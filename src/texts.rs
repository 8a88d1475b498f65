//! Every message the bot sends, in one place.

pub const WELCOME: &str = "Welcome to the anonymous chat!";
pub const WELCOME_OPEN: &str =
    "Welcome to the anonymous chat!\n\n/search - find a chat partner";

pub const ASK_GENDER: &str = "What is your gender? (male/female/other)";
pub const ASK_PREFERENCE: &str = "Who do you want to chat with? (male/female/any)";
pub const GENDER_RETRY: &str = "Please choose: male, female or other";
pub const PREFERENCE_RETRY: &str = "Please choose: male, female or any";
pub const ONBOARDED: &str = "Done! Use /search to find a chat partner.";
pub const READY: &str = "You're all set! Use /search to find a chat partner.";

pub const NOT_REGISTERED: &str = "Finish registration first!\n\n/start";
pub const ALREADY_CHATTING: &str = "You're already chatting. Use /next to skip.";
pub const ALREADY_WAITING: &str = "You're already searching. Hold on!";

pub const CONNECTED: &str = "Connected! Say hi!\n\n/next - new partner\n/stop - leave";
pub const WAITING: &str = "Waiting for a partner...";
pub const PARTNER_LEFT: &str = "Your partner left. Use /search to find someone new.";
pub const STOPPED: &str = "You left the chat. Use /search to find someone else.";
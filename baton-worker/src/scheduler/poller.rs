//! Worker poller
//!
//! Polls the server for one task type and executes the leased tasks. Each
//! task runs in its own tokio task; the number of tasks in flight never
//! exceeds the worker's batch size.

use baton_core::domain::task::Task;
use baton_core::dto::task::PollQuery;
use std::sync::atomic::{AtomicBool, AtomicU8, AtomicUsize, Ordering};
use std::sync::{Arc, Mutex, MutexGuard, PoisonError};
use std::time::Duration;
use tokio::sync::{Notify, OwnedSemaphorePermit, Semaphore, watch};
use tokio_util::sync::CancellationToken;
use tokio_util::task::TaskTracker;
use tracing::{debug, error, info, warn};

use crate::context::TaskContext;
use crate::error::WorkerError;
use crate::execution::ExecutionOutcome;
use crate::repository::TaskRepository;
use crate::service::ResultReporter;
use crate::worker::Worker;

/// What a worker's poll loop is currently doing
#[derive(Debug, Clone, Copy, PartialEq, Eq)]
#[repr(u8)]
pub enum WorkerState {
    /// Sleeping between polls, or paused
    Idle = 0,
    /// A poll request is outstanding
    Polling = 1,
    /// Handing leased tasks to their handlers
    Dispatching = 2,
    /// Every slot is taken; waiting for a task to finish
    AwaitingCompletion = 3,
    /// The loop exited and will not poll again
    Stopped = 4,
}

impl WorkerState {
    fn from_u8(value: u8) -> Self {
        match value {
            0 => Self::Idle,
            1 => Self::Polling,
            2 => Self::Dispatching,
            3 => Self::AwaitingCompletion,
            _ => Self::Stopped,
        }
    }
}

/// Runtime state of one worker, shared between its loop and the runner
#[derive(Debug)]
pub(crate) struct WorkerStatus {
    state: AtomicU8,
    in_flight: AtomicUsize,
    paused: AtomicBool,
    slot_freed: Notify,
    /// Serializes the loop's decision to stop with re-registration
    lifecycle: Mutex<()>,
}

impl WorkerStatus {
    pub(crate) fn new() -> Self {
        Self {
            state: AtomicU8::new(WorkerState::Idle as u8),
            in_flight: AtomicUsize::new(0),
            paused: AtomicBool::new(false),
            slot_freed: Notify::new(),
            lifecycle: Mutex::new(()),
        }
    }

    pub(crate) fn state(&self) -> WorkerState {
        WorkerState::from_u8(self.state.load(Ordering::Acquire))
    }

    fn set_state(&self, state: WorkerState) {
        self.state.store(state as u8, Ordering::Release);
    }

    pub(crate) fn in_flight(&self) -> usize {
        self.in_flight.load(Ordering::Acquire)
    }

    pub(crate) fn is_paused(&self) -> bool {
        self.paused.load(Ordering::Acquire)
    }

    pub(crate) fn set_paused(&self, paused: bool) {
        self.paused.store(paused, Ordering::Release);
    }

    /// Prepares a stopped worker for a new loop; tasks still in flight
    /// keep counting against the batch
    pub(crate) fn restart(&self) {
        self.set_paused(false);
        self.set_state(WorkerState::Idle);
    }

    pub(crate) fn lock_lifecycle(&self) -> MutexGuard<'_, ()> {
        self.lifecycle.lock().unwrap_or_else(PoisonError::into_inner)
    }
}

/// Holds one batch slot for the lifetime of a dispatched task
struct InFlightGuard(Arc<WorkerStatus>);

impl InFlightGuard {
    fn acquire(status: &Arc<WorkerStatus>) -> Self {
        status.in_flight.fetch_add(1, Ordering::AcqRel);
        Self(Arc::clone(status))
    }
}

impl Drop for InFlightGuard {
    fn drop(&mut self) {
        self.0.in_flight.fetch_sub(1, Ordering::AcqRel);
        self.0.slot_freed.notify_one();
    }
}

/// State shared by every poll loop of a runner
pub(crate) struct Shared {
    pub(crate) repository: Arc<dyn TaskRepository>,
    pub(crate) reporter: ResultReporter,
    pub(crate) worker_id: String,
    pub(crate) shutdown: CancellationToken,
    pub(crate) tracker: TaskTracker,
    /// Runner-wide cap on tasks in flight across all workers
    pub(crate) budget: Option<Arc<Semaphore>>,
}

/// Poll loop of a single task type
pub(crate) struct WorkerPoller {
    shared: Arc<Shared>,
    worker: watch::Receiver<Worker>,
    status: Arc<WorkerStatus>,
}

impl WorkerPoller {
    pub(crate) fn new(
        shared: Arc<Shared>,
        worker: watch::Receiver<Worker>,
        status: Arc<WorkerStatus>,
    ) -> Self {
        Self {
            shared,
            worker,
            status,
        }
    }

    /// Runs until the runner shuts down or the worker's base context is
    /// cancelled
    ///
    /// The latest registered descriptor is picked up at the start of every
    /// iteration.
    pub(crate) async fn run(mut self) {
        let task_name = self.worker.borrow().task_name().to_string();
        info!("Starting poll loop for task {}", task_name);

        loop {
            let worker = {
                let _lifecycle = self.status.lock_lifecycle();
                let worker = self.worker.borrow_and_update().clone();
                if self.should_stop(&worker) {
                    self.status.set_state(WorkerState::Stopped);
                    break;
                }
                worker
            };
            let options = worker.options();
            let base = options.base_context.as_deref().cloned();

            if self.status.is_paused() {
                self.status.set_state(WorkerState::Idle);
                self.pause_for(options.poll_interval, base).await;
                continue;
            }

            let wanted = options.batch_size.saturating_sub(self.status.in_flight());
            if wanted == 0 {
                self.status.set_state(WorkerState::AwaitingCompletion);
                self.await_slot(options.poll_interval, base).await;
                continue;
            }

            let budget = self.shared.budget.clone();
            let mut permits = match budget {
                None => None,
                Some(budget) => match self.reserve_permits(budget, wanted, base.clone()).await {
                    Some(permits) => Some(permits),
                    None => continue,
                },
            };
            let count = permits.as_ref().map_or(wanted, Vec::len);

            self.status.set_state(WorkerState::Polling);
            let query = PollQuery::new(worker.task_name(), &self.shared.worker_id, count)
                .with_domain(options.domain.clone())
                .with_timeout(options.poll_timeout.as_duration());

            debug!("Polling for up to {} task(s) of {}", count, task_name);

            let tasks = match self.shared.repository.poll_tasks(&query).await {
                Ok(tasks) => tasks,
                Err(e) => {
                    warn!("Failed to poll tasks of {}: {}", task_name, e);
                    drop(permits);
                    self.status.set_state(WorkerState::Idle);
                    self.pause_for(options.poll_interval, base).await;
                    continue;
                }
            };

            if tasks.is_empty() {
                debug!("No tasks available for {}", task_name);
                drop(permits);
                self.status.set_state(WorkerState::Idle);
                self.pause_for(options.poll_interval, base).await;
                continue;
            }

            if tasks.len() > count {
                warn!(
                    "Server returned {} task(s) of {} for a batch of {}",
                    tasks.len(),
                    task_name,
                    count
                );
            }

            self.status.set_state(WorkerState::Dispatching);
            info!("Leased {} task(s) of {}", tasks.len(), task_name);

            let parent = base.unwrap_or_else(|| self.shared.shutdown.clone());
            for task in tasks {
                let permit = permits.as_mut().and_then(Vec::pop);
                self.dispatch(&worker, task, &parent, permit);
            }
        }

        info!("Poll loop for task {} stopped", task_name);
    }

    fn should_stop(&self, worker: &Worker) -> bool {
        self.shared.shutdown.is_cancelled()
            || worker
                .options()
                .base_context
                .is_some_and(|token| token.is_cancelled())
    }

    /// Takes between one and `wanted` permits from the runner budget
    ///
    /// Waits in the semaphore's FIFO queue for the first permit, so a worker
    /// with an empty queue cannot keep the budget from the others. Returns
    /// `None` when the wait was cut short by cancellation or a new
    /// descriptor.
    async fn reserve_permits(
        &mut self,
        budget: Arc<Semaphore>,
        wanted: usize,
        base: Option<CancellationToken>,
    ) -> Option<Vec<OwnedSemaphorePermit>> {
        let first = match Arc::clone(&budget).try_acquire_owned() {
            Ok(permit) => permit,
            Err(_) => {
                debug!(
                    "Runner is at capacity, task {} waits",
                    self.worker.borrow().task_name()
                );
                self.status.set_state(WorkerState::AwaitingCompletion);

                let base = base.unwrap_or_default();
                tokio::select! {
                    permit = Arc::clone(&budget).acquire_owned() => permit.ok()?,
                    Ok(()) = self.worker.changed() => return None,
                    _ = self.shared.shutdown.cancelled() => return None,
                    _ = base.cancelled() => return None,
                }
            }
        };

        let mut permits = vec![first];
        permits.extend(
            (1..wanted).map_while(|_| Arc::clone(&budget).try_acquire_owned().ok()),
        );
        Some(permits)
    }

    /// Sleeps for `interval`, waking early on a new descriptor or on
    /// cancellation
    async fn pause_for(&mut self, interval: Duration, base: Option<CancellationToken>) {
        let base = base.unwrap_or_default();
        tokio::select! {
            _ = tokio::time::sleep(interval) => {}
            Ok(()) = self.worker.changed() => {}
            _ = self.shared.shutdown.cancelled() => {}
            _ = base.cancelled() => {}
        }
    }

    /// Waits until a dispatched task of this worker finishes
    async fn await_slot(&mut self, interval: Duration, base: Option<CancellationToken>) {
        let base = base.unwrap_or_default();
        tokio::select! {
            _ = self.status.slot_freed.notified() => {}
            _ = tokio::time::sleep(interval) => {}
            Ok(()) = self.worker.changed() => {}
            _ = self.shared.shutdown.cancelled() => {}
            _ = base.cancelled() => {}
        }
    }

    fn dispatch(
        &self,
        worker: &Worker,
        task: Task,
        parent: &CancellationToken,
        permit: Option<OwnedSemaphorePermit>,
    ) {
        let guard = InFlightGuard::acquire(&self.status);
        let context = TaskContext::new(&task, parent);

        self.shared.tracker.spawn(execute_task(
            Arc::clone(&self.shared),
            worker.clone(),
            task,
            context,
            guard,
            permit,
        ));
    }
}

/// Runs the handler for one task and reports its outcome
///
/// The batch slot and the budget permit are released once the result has
/// been reported. The context is cancelled as soon as the handler returns,
/// which also ends any timers derived from it.
async fn execute_task(
    shared: Arc<Shared>,
    worker: Worker,
    task: Task,
    context: TaskContext,
    _guard: InFlightGuard,
    _permit: Option<OwnedSemaphorePermit>,
) {
    info!("Executing task {} ({})", task.task_id, task.def_name());

    let finished = context.cancellation_token().clone().drop_guard();
    let invocation = {
        let task = task.clone();
        let context = context.clone();
        tokio::spawn(async move { worker.execute(task, context).await })
    };

    let result = match invocation.await {
        Ok(result) => result,
        Err(e) => {
            let e = WorkerError::from_join_error(e);
            error!("Handler for task {} aborted: {}", task.task_id, e);
            Err(e)
        }
    };
    drop(finished);

    let outcome = ExecutionOutcome::from_result(result);
    shared
        .reporter
        .report(&task, outcome, context.drain_logs())
        .await;
}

--------------------

▶ **Task goal**: Set down each line of the material verbatim, from the first line through the line that contains "pub const ALREADY_CHATTING: &str".

▶ **Task output**:
filename src/texts.rs
repository 8a88d1475b498f65
//! Every message the bot sends, in one place.

pub const WELCOME: &str = "Welcome to the anonymous chat!";
pub const WELCOME_OPEN: &str =
    "Welcome to the anonymous chat!\n\n/search - find a chat partner";

pub const ASK_GENDER: &str = "What is your gender? (male/female/other)";
pub const ASK_PREFERENCE: &str = "Who do you want to chat with? (male/female/any)";
pub const GENDER_RETRY: &str = "Please choose: male, female or other";
pub const PREFERENCE_RETRY: &str = "Please choose: male, female or any";
pub const ONBOARDED: &str = "Done! Use /search to find a chat partner.";
pub const READY: &str = "You're all set! Use /search to find a chat partner.";

pub const NOT_REGISTERED: &str = "Finish registration first!\n\n/start";
pub const ALREADY_CHATTING: &str = "You're already chatting. Use /next to skip.";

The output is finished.